Le contenu de cette section a été élaboré en partenariat avec Teach Us Consent, un organisme dédié à l’éducation au consentement.
Le consentement verbal
Une communication active est le meilleur moyen d’instaurer une confiance et une compréhension mutuelles lorsqu’on apprend à connaître quelqu’un, en particulier dans un cadre intime. Il vaut mieux ne pas faire de suppositions. Il est préférable d’utiliser un langage clair et de poser directement la question.
Au fur et à mesure que nous apprenons à mieux connaître les gens, nous commençons à cerner leur façon de communiquer, leur niveau de confort et leurs manières ou signaux. Tout le monde ne communique pas ou n’exprime pas son consentement de la même manière, cela varie généralement d’une personne à l’autre.
Il est donc judicieux de demander explicitement et de rechercher le consentement verbal dès le début et régulièrement. En disant par exemple :
- « Je peux t’embrasser ?…»
- « Ça te va si je te touche ici ? »
- « Qu’est-ce qui te ferait plaisir, là ? »
Le consentement verbal ne consiste pas à répéter la même question, ni à poser une simple demande ponctuelle. Un véritable consentement verbal est réciproque et réactif. Il repose sur la connexion et l’attention. En échangeant avec son partenaire, on montre que l’on se soucie de ce qu’il ressent et que l’on s’assure qu’il apprécie ce qui se passe.
Le consentement non verbal
Le consentement n’est pas toujours verbal. Parfois, il s’exprime par des signes. Le consentement non verbal passe par la présence, l’attention et la capacité à décrypter les signaux de l’autre.
Lorsqu’une personne se sent à l’aise, enthousiaste et impliquée, elle peut se pencher vers l’autre, établir un contact visuel, imiter ses mouvements ou répondre physiquement à ses gestes.
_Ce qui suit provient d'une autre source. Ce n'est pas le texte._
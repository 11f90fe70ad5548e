//! Prompt templates for novel generation
//!
//! Every template is a pure function of its arguments, so the same inputs
//! always render the same prompt.

/// Shared instructions prepended to every stage
pub const NOVELIST_PREAMBLE: &str = "You are a professional light novel author. \
Write in English, keep names and facts consistent with everything you are given, \
and answer with the requested text only, without commentary about the task.";

/// Inputs for the chapter template
#[derive(Debug, Clone, Copy)]
pub struct ChapterContext<'a> {
    /// 1-based chapter number
    pub number: u32,

    /// Total number of chapters in the novel
    pub total: u32,

    /// Plot outline produced by the outline stage
    pub outline: &'a str,

    /// Character descriptions produced by the character stage
    pub characters: &'a str,

    /// Text of the preceding chapter, if any
    pub previous_chapter: Option<&'a str>,

    /// Requested minimum length in words
    pub min_words: u32,

    /// Requested maximum length in words
    pub max_words: u32,
}

/// Render themes as a comma-separated list
pub fn join_themes(themes: &[String]) -> String {
    themes.join(", ")
}

/// Prompt for the character stage
pub fn character_prompt(title: &str, genre: &str, themes: &[String], audience: &str) -> String {
    format!(
        "{}\n\n\
Create five unique characters for the {} titled \"{}\", written for a {} audience.\n\
The story explores the following themes: {}.\n\n\
For each character give:\n\
- Name\n\
- Background\n\
- Personality traits\n\
- Goals\n\
- Relationships with the other characters\n\n\
Make sure the cast fits the genre and that every theme is carried by at least one character.",
        NOVELIST_PREAMBLE,
        novel_kind(genre),
        title,
        audience,
        join_themes(themes)
    )
}

/// Prompt for the plot outline stage
pub fn outline_prompt(
    title: &str,
    genre: &str,
    themes: &[String],
    characters: &str,
    chapter_count: u32,
) -> String {
    format!(
        "{}\n\n\
Write a structured plot outline for the {} titled \"{}\" with exactly {} chapters.\n\
The novel explores the following themes: {}.\n\n\
Characters:\n---\n{}\n---\n\n\
For every chapter write one entry in this form:\n\
Chapter <number>: <chapter title>\n\
<two or three sentences summarizing what happens>\n\n\
Number the chapters from 1 to {} and build toward a satisfying conclusion in the last chapter.",
        NOVELIST_PREAMBLE,
        novel_kind(genre),
        title,
        chapter_count,
        join_themes(themes),
        characters,
        chapter_count
    )
}

/// Prompt for a single chapter
pub fn chapter_prompt(ctx: &ChapterContext<'_>) -> String {
    let continuity = match ctx.previous_chapter {
        Some(previous) => format!(
            "Previous chapter (continue directly from where it ends):\n---\n{}\n---",
            previous
        ),
        None => "This is the first chapter; open the story and introduce the setting.".to_string(),
    };

    format!(
        "{}\n\n\
Expand chapter {} of {} into full narrative prose with rich descriptions, dialogue \
and scene transitions. Follow the outline for this chapter and keep the writing engaging \
and true to the novel's genre.\n\
Aim for {} to {} words.\n\n\
Plot outline:\n---\n{}\n---\n\n\
Characters:\n---\n{}\n---\n\n\
{}\n\n\
Write chapter {} now.",
        NOVELIST_PREAMBLE,
        ctx.number,
        ctx.total,
        ctx.min_words,
        ctx.max_words,
        ctx.outline,
        ctx.characters,
        continuity,
        ctx.number
    )
}

fn novel_kind(genre: &str) -> String {
    if genre.is_empty() {
        "novel".to_string()
    } else {
        format!("{} novel", genre)
    }
}

#[cfg(test)]
mod tests {
    use super::*;

    fn themes() -> Vec<String> {
        vec!["Adventure".to_string(), "Magic".to_string(), "Betrayal".to_string()]
    }

    #[test]
    fn test_character_prompt_mentions_inputs() {
        let prompt = character_prompt("The Lost Realm", "Fantasy", &themes(), "General");

        assert!(prompt.contains("\"The Lost Realm\""));
        assert!(prompt.contains("Fantasy novel"));
        assert!(prompt.contains("Adventure, Magic, Betrayal"));
        assert!(prompt.contains("five unique characters"));
    }

    #[test]
    fn test_outline_prompt_includes_characters_and_count() {
        let prompt = outline_prompt("The Lost Realm", "Fantasy", &themes(), "CHAR_TEXT", 7);

        assert!(prompt.contains("exactly 7 chapters"));
        assert!(prompt.contains("---\nCHAR_TEXT\n---"));
        assert!(prompt.contains("from 1 to 7"));
    }

    #[test]
    fn test_chapter_prompt_continuity() {
        let first = chapter_prompt(&ChapterContext {
            number: 1,
            total: 2,
            outline: "OUTLINE_TEXT",
            characters: "CHAR_TEXT",
            previous_chapter: None,
            min_words: 800,
            max_words: 2000,
        });
        assert!(first.contains("This is the first chapter"));
        assert!(first.contains("Aim for 800 to 2000 words."));

        let second = chapter_prompt(&ChapterContext {
            number: 2,
            total: 2,
            outline: "OUTLINE_TEXT",
            characters: "CHAR_TEXT",
            previous_chapter: Some("CH1_TEXT"),
            min_words: 800,
            max_words: 2000,
        });
        assert!(second.contains("Expand chapter 2 of 2"));
        assert!(second.contains("---\nCH1_TEXT\n---"));
        assert!(!second.contains("This is the first chapter"));
    }

    #[test]
    fn test_empty_genre_reads_naturally() {
        let prompt = character_prompt("Untitled", "", &themes(), "General");
        assert!(prompt.contains("for the novel titled \"Untitled\""));
    }
}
Même si ces signes peuvent sembler rassurants, il ne faut pas s’y fier aveuglément. Surtout au début d’une relation, la communication verbale reste le moyen le plus clair et le plus sûr de comprendre ce que ressent l’autre.
Si une personne hésite, se recule, évite le toucher ou le regard, ce sont des signes qui indiquent qu’il faut marquer une pause. Voici quelques questions utiles :
- « C’est agréable ? On peut y aller plus doucement si tu veux. »
- « Tu veux continuer ? »
- « Tu veux me dire ce que tu aimes ? »
N’oublie pas : ce n’est pas parce qu’une personne ne se dérobe pas activement ou ne fait pas de gestes physiques pour se soustraire à une situation qu’elle donne automatiquement son consentement. L’absence de réponse n’équivaut pas à un consentement. Il vaut toujours mieux demander.
Le consentement affirmatif
Le consentement affirmatif consiste à s’assurer que toutes les personnes concernées souhaitent activement participer.
Il ne s’agit pas de supposer qu’une personne est d’accord avec quelque chose simplement parce qu’elle n’a pas dit « non », mais de rechercher un « oui » clair et enthousiaste. Personne ne devrait jamais avoir à deviner ou à faire des suppositions.
Cela peut s’exprimer par des mots, un ton de voix ou des gestes qui témoignent d’un intérêt ou d’un enthousiasme, comme dire « j’en ai envie », ou encore se pencher vers l’autre, adopter une posture détendue et réagir positivement au contact physique ou aux suggestions.
L’essentiel est que ces signaux de « oui » ou d’« affirmation » proviennent de toutes les personnes impliquées.
Le consentement affirmatif est également un processus continu, et non une simple question posée une seule fois.
Il ne s’agit pas de consentement affirmatif si une personne « accepte » par peur, sous la pression, par contrainte ou sous la menace. Il ne s’agit pas non plus de consentement affirmatif si une personne ne résiste pas mais se sent incapable de dire non, ou si quelqu’un utilise sa position de pouvoir, de confiance ou d’autorité pour obtenir son accord.